Puerto Rico, History
cacica, bohios, casabe, agricultural people, Tainos
Archaeologists believe that the island of Puerto Rico was first settled in the 1st century ad. When the Spanish arrived in 1493, the island was inhabited by an agricultural people belonging to the Arawakan language family. The Spanish called them Tainos, but they were also known as Island Arawak. The Tainos called the island Boriquen (or Borinquen). They lived in settled villages, in small, thatch-roofed houses or huts known as bohios. Their main furniture was the hamanca (hammock). They molded clay into plates, jars, and other domestic items, decorating them with engraved or painted designs.
Taino agriculture was simple, but it produced a sufficient and balanced diet. The Tainos grew cassava, which they ground into flour for bread called casabe. Other crops included pineapples, sweet potatoes, and tobacco, which the Tainos smoked during religious ceremonies. In the rivers and the sea, they fished and gathered clams and snails. They also hunted rodents and iguanas.

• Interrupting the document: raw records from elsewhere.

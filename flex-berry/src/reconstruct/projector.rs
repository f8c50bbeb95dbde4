//! 降维映射的逆映射.

use std::fmt::Debug;
use std::fs;
use std::path::Path;

use ndarray::{Array1, Array2, ArrayView2, Axis};
use serde::{Deserialize, Serialize};

use crate::dataset::{textmat, RunPaths};
use crate::error::{FlexError, FlexResult};
use crate::linalg::pseudo_inverse;

/// 使用拟合模型时要求的降维方法名.
pub const SKLEARN_PCA: &str = "sklearn_PCA";

/// 把降维坐标映射回原始形变空间的拟合模型.
pub trait InverseTransform: Debug + Send + Sync {
    /// 降维维度.
    fn reduced_dim(&self) -> usize;

    /// `[T, d]` 降维点 -> `[T, D]` 形变向量.
    fn inverse_transform(&self, points: ArrayView2<f64>) -> FlexResult<Array2<f64>>;
}

#[derive(Debug, Serialize, Deserialize)]
struct PcaModelFile {
    mean: Vec<f64>,
    components: Vec<Vec<f64>>,
}

/// 拟合好的 PCA 模型. `inverse_transform(P) = P · components + mean`.
#[derive(Debug, Clone, PartialEq)]
pub struct PcaModel {
    mean: Array1<f64>,
    components: Array2<f64>,
}

impl PcaModel {
    /// `components` 形状为 `[d, D]`, `mean` 长度为 `D`.
    pub fn new(mean: Array1<f64>, components: Array2<f64>) -> FlexResult<Self> {
        if components.nrows() == 0 || components.ncols() != mean.len() {
            return Err(FlexError::shape(
                "pca components",
                format!("[d > 0, {}]", mean.len()),
                format!("{:?}", components.dim()),
            ));
        }
        Ok(Self { mean, components })
    }

    /// 读取 JSON 模型: `{"mean": [...], "components": [[...], ...]}`.
    pub fn load<P: AsRef<Path>>(path: P) -> FlexResult<Self> {
        let path = path.as_ref();
        let text = fs::read_to_string(path).map_err(|e| FlexError::io(path, e))?;
        let raw: PcaModelFile = serde_json::from_str(&text)?;

        let rows = raw.components.len();
        let cols = raw.components.first().map_or(0, Vec::len);
        if raw.components.iter().any(|r| r.len() != cols) {
            return Err(FlexError::Parse {
                path: path.to_owned(),
                line: 0,
                message: "ragged `components`".to_string(),
            });
        }
        let flat: Vec<f64> = raw.components.into_iter().flatten().collect();
        let components = Array2::from_shape_vec((rows, cols), flat)
            .map_err(|e| FlexError::InvalidInput(e.to_string()))?;
        Self::new(Array1::from(raw.mean), components)
    }

    /// 保存为 JSON.
    pub fn save<P: AsRef<Path>>(&self, path: P) -> FlexResult<()> {
        let path = path.as_ref();
        let raw = PcaModelFile {
            mean: self.mean.to_vec(),
            components: self.components.rows().into_iter().map(|r| r.to_vec()).collect(),
        };
        let text = serde_json::to_string(&raw)?;
        fs::write(path, text).map_err(|e| FlexError::io(path, e))
    }
}

impl InverseTransform for PcaModel {
    #[inline]
    fn reduced_dim(&self) -> usize {
        self.components.nrows()
    }

    fn inverse_transform(&self, points: ArrayView2<f64>) -> FlexResult<Array2<f64>> {
        if points.ncols() != self.reduced_dim() {
            return Err(FlexError::shape(
                "trajectory point dimension",
                self.reduced_dim(),
                points.ncols(),
            ));
        }
        Ok(points.dot(&self.components) + &self.mean.view().insert_axis(Axis(0)))
    }
}

/// 线性投影 `Y = X · M` 的逆: `X = Y · pinv(M)`.
#[derive(Debug, Clone)]
pub struct LinearProjector {
    /// `[d, D]`.
    pinv: Array2<f64>,
}

impl LinearProjector {
    /// `matrix` 形状为 `[D, d]`.
    pub fn new(matrix: Array2<f64>, rcond: f64, condition_warn: f64) -> FlexResult<Self> {
        let p = pseudo_inverse(matrix.view(), rcond)?;
        p.report.log(condition_warn);
        Ok(Self { pinv: p.matrix })
    }

    /// 降维维度.
    #[inline]
    pub fn reduced_dim(&self) -> usize {
        self.pinv.nrows()
    }

    /// `[T, d]` -> `[T, D]`.
    pub fn apply(&self, points: ArrayView2<f64>) -> FlexResult<Array2<f64>> {
        if points.ncols() != self.reduced_dim() {
            return Err(FlexError::shape(
                "trajectory point dimension",
                self.reduced_dim(),
                points.ncols(),
            ));
        }
        Ok(points.dot(&self.pinv))
    }
}

/// 流水线开始时确定的逆映射方式.
#[derive(Debug)]
pub enum Projector {
    /// 线性投影矩阵.
    Linear(LinearProjector),

    /// 拟合模型.
    Fitted(Box<dyn InverseTransform>),

    /// 没有可用的映射, 退化为最近邻.
    NoProjector,
}

impl Projector {
    /// 根据运行目录下的文件确定逆映射方式.
    ///
    /// 1. 降维方法为 `sklearn_PCA` 且 PCA 模型存在时使用拟合模型;
    /// 2. 否则投影矩阵存在时使用线性逆;
    /// 3. 否则退化为最近邻.
    pub fn resolve(
        paths: &RunPaths,
        method: Option<&str>,
        rcond: f64,
        condition_warn: f64,
    ) -> FlexResult<Self> {
        let pca = paths.pca_model();
        if method == Some(SKLEARN_PCA) {
            if pca.is_file() {
                log::debug!("using fitted PCA model `{}`", pca.display());
                return Ok(Self::Fitted(Box::new(PcaModel::load(&pca)?)));
            }
            log::warn!(
                "method is {SKLEARN_PCA} but `{}` is missing; trying the linear projector",
                pca.display()
            );
        }

        let projector = paths.projector();
        if projector.is_file() {
            let m = textmat::read_matrix(&projector)?;
            return Ok(Self::Linear(LinearProjector::new(m, rcond, condition_warn)?));
        }
        Ok(Self::NoProjector)
    }

    /// 是否是精确逆映射.
    #[inline]
    pub fn is_exact(&self) -> bool {
        !matches!(self, Self::NoProjector)
    }
}

#[cfg(test)]
mod tests {
    use super::*;
    use ndarray::array;

    #[test]
    fn test_pca_inverse_adds_mean() {
        let model = PcaModel::new(array![1.0, 2.0, 3.0], array![[1.0, 0.0, 0.0], [0.0, 1.0, 1.0]]).unwrap();
        let out = model.inverse_transform(array![[2.0, 3.0]].view()).unwrap();
        assert_eq!(out, array![[3.0, 5.0, 6.0]]);
        assert!(model.inverse_transform(array![[1.0]].view()).is_err());
    }

    #[test]
    fn test_pca_json() {
        let dir = tempfile::tempdir().unwrap();
        let path = dir.path().join("pca_model.json");
        let model = PcaModel::new(array![0.5, -1.0], array![[1.0, 2.0]]).unwrap();
        model.save(&path).unwrap();
        assert_eq!(PcaModel::load(&path).unwrap(), model);

        fs::write(&path, r#"{"mean": [0.0, 0.0], "components": [[1.0, 2.0], [3.0]]}"#).unwrap();
        assert!(matches!(PcaModel::load(&path), Err(FlexError::Parse { .. })));
        fs::write(&path, r#"{"mean": [0.0], "components": [[1.0, 2.0]]}"#).unwrap();
        assert!(matches!(PcaModel::load(&path), Err(FlexError::ShapeMismatch { .. })));
    }

    #[test]
    fn test_resolve_order() {
        let dir = tempfile::tempdir().unwrap();
        let paths = RunPaths::new(dir.path());
        let resolve = |m| Projector::resolve(&paths, m, 1e-10, 1e6).unwrap();

        assert!(matches!(resolve(Some(SKLEARN_PCA)), Projector::NoProjector));

        textmat::write_matrix(paths.projector(), array![[1.0, 0.0], [0.0, 1.0], [1.0, 1.0]].view())
            .unwrap();
        assert!(matches!(resolve(None), Projector::Linear(_)));
        assert!(matches!(resolve(Some(SKLEARN_PCA)), Projector::Linear(_)));

        PcaModel::new(array![0.0, 0.0, 0.0], array![[1.0, 0.0, 1.0], [0.0, 1.0, 1.0]])
            .unwrap()
            .save(paths.pca_model())
            .unwrap();
        assert!(matches!(resolve(Some(SKLEARN_PCA)), Projector::Fitted(_)));
        assert!(matches!(resolve(Some("matlab_PCA")), Projector::Linear(_)));
        assert!(resolve(None).is_exact());
    }
}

Taino society centered around the village, whose chief was called cacique. Taino society was matrilineal, meaning that family lineage was traced through the female line. The cacique was succeeded not by his son but by the eldest son of one of his sisters. There was a large degree of equality between men and women in Taino society. In many instances a cacica, or female chief, served as the head of a village.